Lines from the beginning of the data through the line containing "neutral/fallback values instead" are to be copied exactly, with no other line included.

□ □ □ □ □

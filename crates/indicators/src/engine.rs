//! The indicator engine: one ordered candle series in, one
//! [`IndicatorSnapshot`] out. Deterministic, side-effect free, no I/O.
//!
//! Every indicator recomputes from the full supplied window; there is no
//! incremental state between calls. Short windows degrade to documented
//! neutral/fallback values instead of failing (see the per-indicator notes),
//! so a snapshot always comes back complete and well-typed.

use std::collections::BTreeMap;

use common::{Bollinger, Candle, Donchian, Error, IndicatorSnapshot, Macd, Result, TailPoint};

use crate::series;

const EMA_PERIODS: [u32; 3] = [20, 50, 200];
const RSI_PERIOD: usize = 14;
const MACD_FAST: usize = 12;
const MACD_SLOW: usize = 26;
const MACD_SIGNAL: usize = 9;
/// How many trailing MACD-line points feed the signal EMA. The signal must
/// be an EMA over the *series* of line values, so we keep enough history for
/// EMA-9 to converge.
const MACD_LINE_WINDOW: usize = 35;
const BB_PERIOD: usize = 20;
const ATR_PERIOD: usize = 14;
const DONCHIAN_PERIOD: usize = 20;
const VOL_PERIOD: usize = 20;
/// Trading days per year, for annualizing realized volatility.
const ANNUALIZATION_DAYS: f64 = 252.0;
const TAIL_LEN: usize = 50;

/// Compute the full indicator snapshot for one symbol/timeframe.
///
/// Requires at least one candle; returns [`Error::EmptySeries`] otherwise.
/// Candle validity (bar invariant, ordering) is the caller's concern — see
/// `common::validate_series`.
pub fn compute_indicators(
    symbol: &str,
    timeframe: &str,
    candles: &[Candle],
) -> Result<IndicatorSnapshot> {
    let last = candles.last().ok_or(Error::EmptySeries)?;
    let closes: Vec<f64> = candles.iter().map(|c| c.close).collect();

    let prev_close = (candles.len() >= 2).then(|| candles[candles.len() - 2].close);

    let mut ema = BTreeMap::new();
    for period in EMA_PERIODS {
        ema.insert(period, series::ema(&closes, period as usize));
    }

    Ok(IndicatorSnapshot {
        symbol: symbol.to_string(),
        timeframe: timeframe.to_string(),
        as_of: last.time,
        price: last.close,
        prev_close,
        ema,
        rsi14: rsi(&closes, RSI_PERIOD),
        macd: macd(&closes),
        bb20: bollinger(&closes),
        atr14: atr(candles, ATR_PERIOD),
        donchian20: donchian(candles, DONCHIAN_PERIOD),
        vol20_annual: annual_volatility(&closes),
        zscore20: zscore(&closes),
        vwap: vwap(candles),
        tail: tail(candles),
    })
}

/// RSI with Wilder's smoothing: simple average of the first `period`
/// gains/losses, then weight `(period−1)/period` per subsequent step.
/// Returns the neutral 50 when fewer than `period + 1` closes exist.
fn rsi(closes: &[f64], period: usize) -> f64 {
    if closes.len() < period + 1 {
        return 50.0;
    }

    let changes: Vec<f64> = closes.windows(2).map(|w| w[1] - w[0]).collect();
    let initial = &changes[..period];

    let mut avg_gain = initial.iter().filter(|&&c| c > 0.0).sum::<f64>() / period as f64;
    let mut avg_loss =
        initial.iter().filter(|&&c| c < 0.0).map(|c| c.abs()).sum::<f64>() / period as f64;

    for &change in &changes[period..] {
        let gain = if change > 0.0 { change } else { 0.0 };
        let loss = if change < 0.0 { change.abs() } else { 0.0 };
        avg_gain = (avg_gain * (period - 1) as f64 + gain) / period as f64;
        avg_loss = (avg_loss * (period - 1) as f64 + loss) / period as f64;
    }

    if avg_loss == 0.0 {
        return 100.0;
    }
    let rs = avg_gain / avg_loss;
    100.0 - 100.0 / (1.0 + rs)
}

/// MACD line plus a signal computed over the trailing *series* of line
/// values. Computing the signal EMA over a single latest value would
/// collapse it to `signal == line`, `hist == 0`.
fn macd(closes: &[f64]) -> Macd {
    let points = closes.len().min(MACD_LINE_WINDOW);
    let line_series: Vec<f64> = (closes.len() - points..closes.len())
        .map(|i| {
            let slice = &closes[..=i];
            series::ema(slice, MACD_FAST) - series::ema(slice, MACD_SLOW)
        })
        .collect();

    let line = line_series[line_series.len() - 1];
    let signal = series::ema(&line_series, MACD_SIGNAL);
    Macd { line, signal, hist: line - signal }
}

/// Bollinger Bands: SMA-20 mid, ±2 population stdev. With fewer than 20
/// closes all three bands collapse to the mean of whatever is available.
fn bollinger(closes: &[f64]) -> Bollinger {
    if closes.len() < BB_PERIOD {
        let m = series::mean(closes);
        return Bollinger { mid: m, upper: m, lower: m };
    }
    let window = &closes[closes.len() - BB_PERIOD..];
    let mid = series::sma(closes, BB_PERIOD);
    let sd = series::stdev_population(window);
    Bollinger { mid, upper: mid + 2.0 * sd, lower: mid - 2.0 * sd }
}

/// Unweighted average of the last `period` true ranges. The first candle has
/// no previous close, so its true range is just `h − l`.
fn atr(candles: &[Candle], period: usize) -> f64 {
    let mut true_ranges = Vec::with_capacity(candles.len());
    let mut prev_close: Option<f64> = None;
    for candle in candles {
        let tr = match prev_close {
            Some(pc) => (candle.high - candle.low)
                .max((candle.high - pc).abs())
                .max((candle.low - pc).abs()),
            None => candle.high - candle.low,
        };
        true_ranges.push(tr);
        prev_close = Some(candle.close);
    }
    let window = &true_ranges[true_ranges.len().saturating_sub(period)..];
    series::mean(window)
}

/// Rolling high/low envelope over the last `period` (or fewer) candles.
fn donchian(candles: &[Candle], period: usize) -> Donchian {
    let window = &candles[candles.len().saturating_sub(period)..];
    let high = window.iter().map(|c| c.high).fold(f64::MIN, f64::max);
    let low = window.iter().map(|c| c.low).fold(f64::MAX, f64::min);
    Donchian { high, low }
}

/// Sample stdev of the last 20 log returns, annualized by √252.
/// `None` until 21 closes exist (20 returns need 21 prices).
fn annual_volatility(closes: &[f64]) -> Option<f64> {
    if closes.len() < VOL_PERIOD + 1 {
        return None;
    }
    let returns = series::log_returns(closes);
    let window = &returns[returns.len() - VOL_PERIOD..];
    Some(series::stdev_sample(window) * ANNUALIZATION_DAYS.sqrt())
}

/// `(last − mean20) / sample-stdev20`. `None` with fewer than 20 closes or a
/// zero stdev (flat window).
fn zscore(closes: &[f64]) -> Option<f64> {
    if closes.len() < VOL_PERIOD {
        return None;
    }
    let window = &closes[closes.len() - VOL_PERIOD..];
    let sd = series::stdev_sample(window);
    if sd == 0.0 {
        return None;
    }
    Some((closes[closes.len() - 1] - series::mean(window)) / sd)
}

/// Volume-weighted average of typical price across the entire window.
/// Session boundaries are the caller's concern (pass the window you mean).
/// `None` when the window carries no volume at all.
fn vwap(candles: &[Candle]) -> Option<f64> {
    let total_volume: f64 = candles.iter().map(|c| c.volume).sum();
    if total_volume == 0.0 {
        return None;
    }
    let weighted: f64 = candles.iter().map(|c| c.typical_price() * c.volume).sum();
    Some(weighted / total_volume)
}

/// Last ≤50 `(t, c)` pairs, ascending, for lightweight charting.
fn tail(candles: &[Candle]) -> Vec<TailPoint> {
    candles[candles.len().saturating_sub(TAIL_LEN)..]
        .iter()
        .map(|c| TailPoint { t: c.time, c: c.close })
        .collect()
}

□ □ □ □ □

• **Solution to this task**
filename crates/indicators/src/engine.rs
//! The indicator engine: one ordered candle series in, one
//! [`IndicatorSnapshot`] out. Deterministic, side-effect free, no I/O.
//!
//! Every indicator recomputes from the full supplied window; there is no
//! incremental state between calls. Short windows degrade to documented
//! neutral/fallback values instead of failing (see the per-indicator notes),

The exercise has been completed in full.